Last week, as I was returning home from running errands, I looked up at my back porch and froze. There, in midday, right by my door, was a rat.
For a fraction of a second, we looked at each other. What was it that passed between us? Not hate. Not universal love and understanding. Just surprise. I yelped, and the rat tripped over itself, rolled down a couple of steps, leapt from the stairs, and disappeared.
It was the first live rat I had ever seen in Cambridge. They are a growing problem in the area—but so is their removal. Poison doesn’t just kill the rat population: last April, for example, a well-known red-tailed hawk who had nested in the area for years died after eating a poisoned rat.
This past week, a timely brochure from the Cambridge Public Works arrived in the mail: ¨Preventing Rats on Your Property.¨ The advice is harsh: ¨Starve them.
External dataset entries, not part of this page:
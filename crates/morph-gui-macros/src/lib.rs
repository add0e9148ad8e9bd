//! Proc-macros for morph-gui.
//!
//! - `#[derive(WithBuilders)]`: generates `with_<field>(...)` builder-style methods
//!   for each named field in a struct.
//!
//! ## Field control
//!
//! - `#[with_builders(skip)]`: no builder method for this field.
//! - `#[with_builders(some)]`: for an `Option<T>` field, the builder takes `T` and
//!   stores `Some(value)`.
//! - `#[with_builders(into)]`: the builder takes `impl Into<T>` (combines with
//!   `some`, in which case it takes `impl Into<Inner>`).
//!
//! ### Example
//! ```ignore
//! use morph_gui_macros::WithBuilders;
//!
//! #[derive(Clone, Debug, Default, WithBuilders)]
//! pub struct Config {
//!     pub height: f32,
//!     #[with_builders(some, into)]
//!     pub label: Option<String>,
//!     #[with_builders(skip)]
//!     pub debug_only: bool,
//! }
//!
//! let c = Config::default().with_height(80.0).with_label("Adult");
//! // .with_debug_only(...) is NOT generated.
//! ```

use proc_macro::TokenStream;
use quote::{format_ident, quote};
use syn::{
    parse_macro_input, spanned::Spanned, Data, DeriveInput, Fields, GenericArgument,
    PathArguments, Type,
};

/// Derive that generates `with_<field>` builder methods for structs with named fields.
///
/// Generated methods take `self` by value (builder style) and return `Self`.
#[proc_macro_derive(WithBuilders, attributes(with_builders))]
pub fn derive_with_builders(input: TokenStream) -> TokenStream {
    let input = parse_macro_input!(input as DeriveInput);

    let ident = &input.ident;
    let generics = &input.generics;

    let Data::Struct(data_struct) = &input.data else {
        return syn::Error::new(
            input.span(),
            "#[derive(WithBuilders)] only supports structs",
        )
        .to_compile_error()
        .into();
    };

    let Fields::Named(fields_named) = &data_struct.fields else {
        return syn::Error::new(
            data_struct.fields.span(),
            "#[derive(WithBuilders)] only supports structs with named fields",
        )
        .to_compile_error()
        .into();
    };

    let (impl_generics, ty_generics, where_clause) = generics.split_for_impl();

    let mut methods = Vec::with_capacity(fields_named.named.len());
    for field in fields_named.named.iter() {
        let Some(field_ident) = field.ident.as_ref() else {
            continue;
        };

        let options = match FieldOptions::parse(field) {
            Ok(options) => options,
            Err(err) => return err.to_compile_error().into(),
        };
        if options.skip {
            continue;
        }

        let method_ident = format_ident!("with_{}", field_ident);

        let (param_ty, value_ty) = if options.some {
            let Some(inner) = option_inner(&field.ty) else {
                return syn::Error::new(
                    field.ty.span(),
                    "#[with_builders(some)] requires an Option<T> field",
                )
                .to_compile_error()
                .into();
            };
            (inner.clone(), inner)
        } else {
            (field.ty.clone(), &field.ty)
        };

        let (param, converted) = if options.into {
            (quote! { impl ::core::convert::Into<#param_ty> }, quote! { value.into() })
        } else {
            (quote! { #value_ty }, quote! { value })
        };

        let assigned = if options.some {
            quote! { ::core::option::Option::Some(#converted) }
        } else {
            converted
        };

        methods.push(quote! {
            #[inline]
            pub fn #method_ident(mut self, value: #param) -> Self {
                self.#field_ident = #assigned;
                self
            }
        });
    }

    quote! {
        impl #impl_generics #ident #ty_generics #where_clause {
            #(#methods)*
        }
    }
    .into()
}

#[derive(Default)]
struct FieldOptions {
    skip: bool,
    some: bool,
    into: bool,
}

impl FieldOptions {
    fn parse(field: &syn::Field) -> syn::Result<Self> {
        let mut options = FieldOptions::default();
        for attr in &field.attrs {
            if !attr.path().is_ident("with_builders") {
                continue;
            }

            attr.parse_nested_meta(|meta| {
                if meta.path.is_ident("skip") {
                    options.skip = true;
                    Ok(())
                } else if meta.path.is_ident("some") {
                    options.some = true;
                    Ok(())
                } else if meta.path.is_ident("into") {
                    options.into = true;
                    Ok(())
                } else {
                    Err(meta.error("expected `skip`, `some` or `into`"))
                }
            })?;
        }
        Ok(options)
    }
}

/// `T` for a field typed `Option<T>`
fn option_inner(ty: &Type) -> Option<&Type> {
    let Type::Path(type_path) = ty else {
        return None;
    };
    let segment = type_path.path.segments.last()?;
    if segment.ident != "Option" {
        return None;
    }
    let PathArguments::AngleBracketed(args) = &segment.arguments else {
        return None;
    };
    match args.args.first()? {
        GenericArgument::Type(inner) => Some(inner),
        _ => None,
    }
}
//! Resource lookup: drawables, bitmaps and colors.
//!
//! The widget asks a [`Resources`] provider for its icons and colors once, at
//! construction. Any lookup may come back empty; callers skip whatever depends
//! on a missing resource instead of failing.

use crate::color::{catppuccin::mocha, css, Color};
use std::fmt;

/// CPU-side RGBA8 pixel buffer (straight alpha, row-major)
#[derive(Clone, PartialEq, Eq)]
pub struct Bitmap {
    width: u32,
    height: u32,
    pixels: Vec<[u8; 4]>,
}

impl Bitmap {
    /// Create a fully transparent bitmap
    pub fn new(width: u32, height: u32) -> Self {
        Self {
            width,
            height,
            pixels: vec![[0; 4]; width as usize * height as usize],
        }
    }

    pub fn width(&self) -> u32 {
        self.width
    }

    pub fn height(&self) -> u32 {
        self.height
    }

    pub fn is_empty(&self) -> bool {
        self.pixels.is_empty()
    }

    /// Pixel at `(x, y)`, or `None` outside the bitmap
    pub fn pixel(&self, x: u32, y: u32) -> Option<[u8; 4]> {
        if x >= self.width || y >= self.height {
            return None;
        }
        self.pixels
            .get(y as usize * self.width as usize + x as usize)
            .copied()
    }

    /// Overwrite the pixel at `(x, y)`; writes outside the bitmap are ignored
    pub fn set_pixel(&mut self, x: u32, y: u32, rgba: [u8; 4]) {
        if x >= self.width || y >= self.height {
            return;
        }
        let index = y as usize * self.width as usize + x as usize;
        if let Some(pixel) = self.pixels.get_mut(index) {
            *pixel = rgba;
        }
    }

    /// Raw bytes, ready for a texture upload
    pub fn as_bytes(&self) -> &[u8] {
        bytemuck::cast_slice(&self.pixels)
    }
}

impl fmt::Debug for Bitmap {
    fn fmt(&self, f: &mut fmt::Formatter<'_>) -> fmt::Result {
        f.debug_struct("Bitmap")
            .field("width", &self.width)
            .field("height", &self.height)
            .finish_non_exhaustive()
    }
}

/// Something that can draw itself into a bitmap of any size
pub trait Drawable: fmt::Debug {
    /// Natural size in device pixels
    fn intrinsic_size(&self) -> (u32, u32);

    /// Draw scaled to fill the whole `target`
    fn draw(&self, target: &mut Bitmap);
}

/// Rasterize `drawable` into a new `width` x `height` bitmap
pub fn drawable_to_bitmap(drawable: &dyn Drawable, width: u32, height: u32) -> Bitmap {
    let mut bitmap = Bitmap::new(width, height);
    if !bitmap.is_empty() {
        drawable.draw(&mut bitmap);
    }
    bitmap
}

/// Shape of a built-in icon
#[derive(Debug, Clone, Copy, PartialEq, Eq, Hash)]
pub enum IconKind {
    Plus,
    Minus,
}

/// Built-in vector icon, drawn on a 24x24 design grid
///
/// Bars run from 5 to 19 on the grid and are 2 units thick, centered.
#[derive(Debug, Clone, Copy, PartialEq)]
pub struct Icon {
    pub kind: IconKind,
    pub color: Color,
}

impl Icon {
    const GRID: f32 = 24.0;
    const BAR_START: f32 = 5.0;
    const BAR_END: f32 = 19.0;
    const BAR_THICKNESS: f32 = 2.0;

    pub const fn plus(color: Color) -> Self {
        Self {
            kind: IconKind::Plus,
            color,
        }
    }

    pub const fn minus(color: Color) -> Self {
        Self {
            kind: IconKind::Minus,
            color,
        }
    }

    fn covers(&self, gx: f32, gy: f32) -> bool {
        let half = Self::BAR_THICKNESS / 2.0;
        let mid = Self::GRID / 2.0;
        let along = |v: f32| v >= Self::BAR_START && v <= Self::BAR_END;
        let across = |v: f32| v >= mid - half && v <= mid + half;

        let horizontal = along(gx) && across(gy);
        match self.kind {
            IconKind::Minus => horizontal,
            IconKind::Plus => horizontal || (across(gx) && along(gy)),
        }
    }
}

impl Drawable for Icon {
    fn intrinsic_size(&self) -> (u32, u32) {
        (Self::GRID as u32, Self::GRID as u32)
    }

    fn draw(&self, target: &mut Bitmap) {
        let rgba = self.color.to_srgba8();
        let sx = Self::GRID / target.width() as f32;
        let sy = Self::GRID / target.height() as f32;

        for y in 0..target.height() {
            for x in 0..target.width() {
                // Sample at the pixel center
                let gx = (x as f32 + 0.5) * sx;
                let gy = (y as f32 + 0.5) * sy;
                if self.covers(gx, gy) {
                    target.set_pixel(x, y, rgba);
                }
            }
        }
    }
}

/// Icons the stepper button asks for
#[derive(Debug, Clone, Copy, PartialEq, Eq, Hash)]
pub enum IconId {
    /// Icon on the increment (right) button
    Increment,
    /// Icon on the decrement (left) button
    Decrement,
}

/// Colors the stepper button asks for
#[derive(Debug, Clone, Copy, PartialEq, Eq, Hash)]
pub enum ColorId {
    /// Button fill
    Button,
    /// Label text on the increment button
    Label,
    /// Quantity text between the buttons
    Quantity,
}

/// Resource provider
pub trait Resources {
    fn load_drawable(&self, id: IconId) -> Option<Box<dyn Drawable>>;

    fn load_color(&self, id: ColorId) -> Option<Color>;
}

/// Resources backed by the built-in icons and a fixed palette
#[derive(Debug, Clone, Copy, Default)]
pub struct BuiltinResources;

impl Resources for BuiltinResources {
    fn load_drawable(&self, id: IconId) -> Option<Box<dyn Drawable>> {
        let icon = match id {
            IconId::Increment => Icon::plus(css::WHITE),
            IconId::Decrement => Icon::minus(css::WHITE),
        };
        Some(Box::new(icon))
    }

    fn load_color(&self, id: ColorId) -> Option<Color> {
        Some(match id {
            ColorId::Button => mocha::SAPPHIRE,
            ColorId::Label => css::WHITE,
            ColorId::Quantity => css::BLACK,
        })
    }
}
//! # morph-gui-interactive
//!
//! The morphing add/stepper button.
//!
//! This crate holds the widget logic: the synchronized morph animation, the
//! pointer state machine, per-frame geometry and the [`MorphingButton`] that
//! ties them together. It paints through the `morph-gui` capability traits
//! and has no windowing or text engine dependency of its own.

mod animation;
mod config;
mod geometry;
mod morphing_button;
mod state;

pub use animation::*;
pub use config::*;
pub use geometry::*;
pub use morphing_button::*;
pub use state::*;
Wipe them out.¨
I can’t claim to be pro-rat, but it would take a serious situation to get me to actively track and kill a rat, especially a rat that shares, at least part-time, my property and environs, since preference for a location, at the very least, seems to be a neighborly thing we have in common.
If only a more friendly feeling could develop between us.
In the 1970’s B-movie ¨Ben,¨ a little boy named Danny bonds with a rat (Ben) who happens to be the leader of a destructive swarm.
¨They’re putting poison underneath all the houses and killing all the rats!¨ Danny complains to his sister.
¨Rats are dangerous,¨ she says.
Danny pauses. ¨Some rats are okay.¨
The rats end up killing several people. In response, the police torch the rat colony (with flame throwers).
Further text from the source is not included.